__What to produce__. Needed from the entries below: every line that holds the word "Display".

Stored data

use std::fmt::{Display, Formatter, Result as FmtResult};
use std::str::FromStr;

use tracing::level_filters::LevelFilter;

mod config;
pub use config::*;

mod error;
pub use error::*;

mod fragment;
pub use fragment::*;

mod attach;

mod layout;
pub use layout::*;

mod resolve;
pub use resolve::*;

mod visualize;
pub use visualize::*;

/// The atoms a shorthand label can expand into.
#[derive(Debug, Clone, Copy, PartialEq, Eq, Hash, PartialOrd, Ord)]
pub enum Element {
    B,
    C,
    N,
    O,
    F,
    P,
    S,
    Cl,
    Br,
    I,
    H,
}

impl Element {
    pub fn symbol(&self) -> &'static str {
        match self {
            Element::B => "B",
            Element::C => "C",
            Element::N => "N",
            Element::O => "O",
            Element::F => "F",
            Element::P => "P",
            Element::S => "S",
            Element::Cl => "Cl",
            Element::Br => "Br",
            Element::I => "I",
            Element::H => "H",
        }
    }

    pub fn is_halogen(&self) -> bool {
        matches!(self, Element::F | Element::Cl | Element::Br | Element::I)
    }
}

impl FromStr for Element {
    type Err = String;

    fn from_str(s: &str) -> Result<Self, Self::Err> {
        Ok(match s {
            "B" => Element::B,
            "C" => Element::C,
            "N" => Element::N,
            "O" => Element::O,
            "F" => Element::F,
            "P" => Element::P,
            "S" => Element::S,
            "Cl" => Element::Cl,
            "Br" => Element::Br,
            "I" => Element::I,
            "H" => Element::H,
            _ => return Err(format!("Unknown element symbol: {}", s)),
        })
    }
}

impl Display for Element {
    fn fmt(&self, f: &mut Formatter) -> FmtResult {
        write!(f, "{}", self.symbol())
    }
}

/// Bond order between a node and its parent (or a ring-closure partner).
#[derive(Debug, Clone, Copy, PartialEq, Eq, Hash, Default)]
pub enum BondOrder {
    #[default]
    Single,
    Double,
    Triple,
}

impl BondOrder {
    pub fn order(&self) -> u8 {
        match self {
            BondOrder::Single => 1,
            BondOrder::Double => 2,
            BondOrder::Triple => 3,
        }
    }

    /// The SMILES-style bond character, also used when rendering fragments.
    pub fn marker(&self) -> char {
        match self {
            BondOrder::Single => '-',
            BondOrder::Double => '=',
            BondOrder::Triple => '#',
        }
    }
}

/// Stereo marker of a bond, seen from the parent end.
#[derive(Debug, Clone, Copy, PartialEq, Eq, Hash, Default)]
pub enum Wedge {
    #[default]
    None,
    /// Toward the viewer.
    Wedge,
    /// Away from the viewer.
    Dash,
}

/// What a fragment node stands for.
#[derive(Debug, Clone, Copy, PartialEq, Eq, Hash)]
pub enum Symbol {
    Atom(Element),
    /// An undetermined node: pseudo groups and bare repeat counts.
    Placeholder,
}

impl Symbol {
    pub fn element(&self) -> Option<Element> {
        match self {
            Symbol::Atom(element) => Some(*element),
            Symbol::Placeholder => None,
        }
    }

    pub fn is(&self, element: Element) -> bool {
        *self == Symbol::Atom(element)
    }
}

impl From<Element> for Symbol {
    fn from(element: Element) -> Self {
        Symbol::Atom(element)
    }
}

impl Display for Symbol {
    fn fmt(&self, f: &mut Formatter) -> FmtResult {
        match self {
            Symbol::Atom(element) => write!(f, "{}", element),
            Symbol::Placeholder => write!(f, "?"),
        }
    }
}

/// Install a `tracing` subscriber printing events at `level` and above.
///
/// Unknown levels fall back to `info`. Calling this more than once is harmless.
pub fn init_logging(level: &str) {
    let filter = LevelFilter::from_str(level).unwrap_or(LevelFilter::INFO);
    let _ = tracing_subscriber::fmt()
        .with_max_level(filter)
        .with_target(false)
        .try_init();
}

__Task output__.
use std::fmt::{Display, Formatter, Result as FmtResult};
impl Display for Element {
impl Display for Symbol {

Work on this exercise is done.